Table 1.
Transplantation of bone marrow cells from mice with imatinib treated Mx1-Cre;H/P;A/E-induced MPNs
| Donor Cell No. |
Cell Population* |
Donor (n) | Fraction of Recipients with MPN (%) |
|---|---|---|---|
| 5 | LT-HSC | 2 | 12/23 (52%) |
| 50 | LT-HSC | 2 | 12/43 (83%) |
| 50 | LSK** | 2 | 0/15 (0%) |
| 5,000 | LSK | 2 | 2/14 (14%) |
|
| |||
| 50 | LK*** | 3 | 0/15 (0%) |
| 5,000 | LK | 3 | 0/15 (0%) |
|
| |||
| 2,000,000 | WBM | 2 | 10/30 (33%) |
H/P;A/E diseased mice were treated for 14 days with imatinib prior to transplant of their bone marrow cells into lethally irradiated recipient mice.

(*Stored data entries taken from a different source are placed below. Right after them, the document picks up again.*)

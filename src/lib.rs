//! Composable transducers.
//!
//! A transducer describes a transformation (map, filter, take, flatten, ...)
//! without knowing where elements come from or where they end up. It is
//! built once and then driven against any [`Source`] into any reducer, with
//! the same early-termination behaviour everywhere.
//!
//! ```
//! use transfold::{compose, filtering, mapping, taking, transduce, Collector};
//!
//! let xf = compose![
//!     filtering(|x: &i32| x % 2 == 1),
//!     mapping(|x: i32| x * x),
//!     taking(3),
//! ];
//! let squares = transduce(&xf, Collector::Append, Vec::new(), 1..100).unwrap();
//! assert_eq!(squares, vec![1, 9, 25]);
//!
//! // The same pipeline over a character sequence.
//! let xf = compose![filtering(|c: &char| c.is_alphabetic()), taking(4)];
//! let word = transduce(&xf, Collector::Append, String::new(), "a-b_c d!e").unwrap();
//! assert_eq!(word, "abcd");
//! ```

mod cat;
mod collector;
mod error;
mod reduced;
mod reducer;
pub mod source;
mod transduce;
mod transducer;

pub use cat::{Catting, CattingReducer, MapCat};
pub use collector::{Accumulate, Collector, Operand};
pub use error::{Error, Result};
pub use reduced::{Reduced, Step};
pub use reducer::{
    BaseReducer, CollectorReducer, FnReducer, IntoReducer, Reducer, ReducerBuilder, StepKind,
};
pub use source::Source;
pub use transduce::{apply, reduce, transduce};
pub use transducer::{
    Compose, Filtering, FilteringReducer, Identity, Mapping, MappingReducer, Taking,
    TakingReducer, Transducer,
};

/// Transform every element with `f`.
pub fn mapping<F>(f: F) -> Mapping<F> {
    Mapping::new(f)
}

/// Keep only the elements for which `pred` returns `true`.
pub fn filtering<P>(pred: P) -> Filtering<P> {
    Filtering::new(pred)
}

/// Let the first `n` elements through, then halt the whole reduction.
///
/// `taking(0)` halts on the first element without passing anything on.
pub fn taking(n: usize) -> Taking {
    Taking::new(n)
}

/// Flatten one level: each element is itself driven as a [`Source`].
pub fn cat() -> Catting {
    Catting
}

/// Map each element to a source with `f`, then flatten.
///
/// Same as `compose(mapping(f), cat())`.
///
/// # Examples
///
/// ```
/// use transfold::{mapcat, transduce, Collector};
///
/// let repeat = mapcat(|n: usize| vec![n; n]);
/// let out = transduce(repeat, Collector::Append, Vec::new(), vec![1, 2, 3]).unwrap();
/// assert_eq!(out, vec![1, 2, 2, 3, 3, 3]);
/// ```
pub fn mapcat<F>(f: F) -> MapCat<F> {
    compose(mapping(f), cat())
}

/// Chain two transducers. Elements pass through `first`, then `rest`.
///
/// Use [`compose!`] for any number of transducers.
pub fn compose<A, B>(first: A, rest: B) -> Compose<A, B> {
    Compose::new(first, rest)
}

/// The empty pipeline.
pub fn identity() -> Identity {
    Identity
}

/// Terminal reducer from an initial value and a combining function.
///
/// For a named operation use [`CollectorReducer::new`], or pass the
/// [`Collector`] itself to [`transduce`].
///
/// # Examples
///
/// ```
/// use transfold::{mapping, reducer, transduce};
///
/// let r = reducer(0, |acc: i64, x: i64| acc + x);
/// assert_eq!(transduce(mapping(|x: i64| x * 2), r, 0, vec![1, 2, 3]).unwrap(), 12);
/// ```
pub fn reducer<A, In, F>(init: A, f: F) -> FnReducer<A, In>
where
    F: FnMut(A, In) -> A + 'static,
{
    FnReducer::from_fn(init, f)
}

/// Chain any number of transducers, applied to elements left to right.
///
/// `compose![]` is [`Identity`].
///
/// # Examples
///
/// ```
/// use transfold::{compose, mapping, transduce, Collector};
///
/// let xf = compose![mapping(|x: i32| x + 1), mapping(|x: i32| x * 10)];
/// assert_eq!(transduce(xf, Collector::Append, Vec::new(), vec![1, 2]).unwrap(), vec![20, 30]);
/// ```
#[macro_export]
macro_rules! compose {
    () => {
        $crate::Identity
    };
    ($only:expr $(,)?) => {
        $only
    };
    ($first:expr, $($rest:expr),+ $(,)?) => {
        $crate::Compose::new($first, $crate::compose!($($rest),+))
    };
}
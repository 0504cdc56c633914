#![allow(dead_code)]

use std::cell::Cell;
use std::rc::Rc;
use transfold::{IntoReducer, Reducer, Result, Step};

/// Decorates a reducer and counts how many times its `step` runs.
pub struct Counting<R> {
    inner: R,
    steps: Rc<Cell<usize>>,
}

/// Count the steps that reach `inner`, recording them in `steps`.
pub fn counting<R>(inner: R, steps: &Rc<Cell<usize>>) -> Counting<R> {
    Counting {
        inner,
        steps: Rc::clone(steps),
    }
}

impl<In, R: Reducer<In>> Reducer<In> for Counting<R> {
    type Acc = R::Acc;
    type Output = R::Output;

    fn init(&self) -> R::Acc {
        self.inner.init()
    }

    fn step(&mut self, acc: R::Acc, input: In) -> Result<Step<R::Acc>> {
        self.steps.set(self.steps.get() + 1);
        self.inner.step(acc, input)
    }

    fn result(&self, acc: R::Acc) -> R::Output {
        self.inner.result(acc)
    }
}

impl<A, R: IntoReducer<A>> IntoReducer<A> for Counting<R> {
    type Reducer = Counting<R::Reducer>;

    fn into_reducer(self, init: &A) -> Self::Reducer {
        Counting {
            inner: self.inner.into_reducer(init),
            steps: self.steps,
        }
    }
}

pub fn push<T>(mut acc: Vec<T>, x: T) -> Vec<T> {
    acc.push(x);
    acc
}

pub fn sum(acc: i64, x: i64) -> i64 {
    acc + x
}

pub fn is_even(x: &i64) -> bool {
    x % 2 == 0
}

pub fn double(x: i64) -> i64 {
    x * 2
}
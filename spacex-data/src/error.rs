/// Error types for loading the launch record table
use std::path::PathBuf;
use thiserror::Error;

/// Errors raised while reading the launch CSV at startup.
#[derive(Error, Debug)]
pub enum DataLoadError {
    /// The file is absent or unreadable
    #[error("failed to read launch data from {}", .path.display())]
    Io {
        path: PathBuf,
        #[source]
        source: std::io::Error,
    },

    /// The CSV itself could not be tokenized
    #[error("failed to parse CSV")]
    Csv(#[from] csv::Error),

    /// A required header is not present
    #[error("required column missing: {0}")]
    MissingColumn(&'static str),

    /// A data row could not be converted into a launch record
    #[error("malformed row at line {line}: {reason}")]
    MalformedRow { line: u64, reason: String },

    /// The file has headers but no data rows, so no payload bounds exist
    #[error("launch data contains no records")]
    Empty,
}

/// Type alias for Results using DataLoadError
pub type Result<T> = std::result::Result<T, DataLoadError>;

This was necessary because when the mice were not treated, the majority of diseased cells were terminally differentiated neutrophils that diluted out any transplantable cells in the bone marrow. In fact, LT-HSCs are difficult to detect in diseased bone marrow. WBM or FACS isolated populations were co-transplanted with 200,000 wild type bone marrow protective cells.
LSK=Lin-Sca+Kit+ is a population in wild type mice known to contain LT-HSC, ST-HSC and MPP early progenitors.
LK=Lin-Sca-Kit+ is a population of cells in the wild type mice known to contain CMP, MEP, and GMP committed progenitors.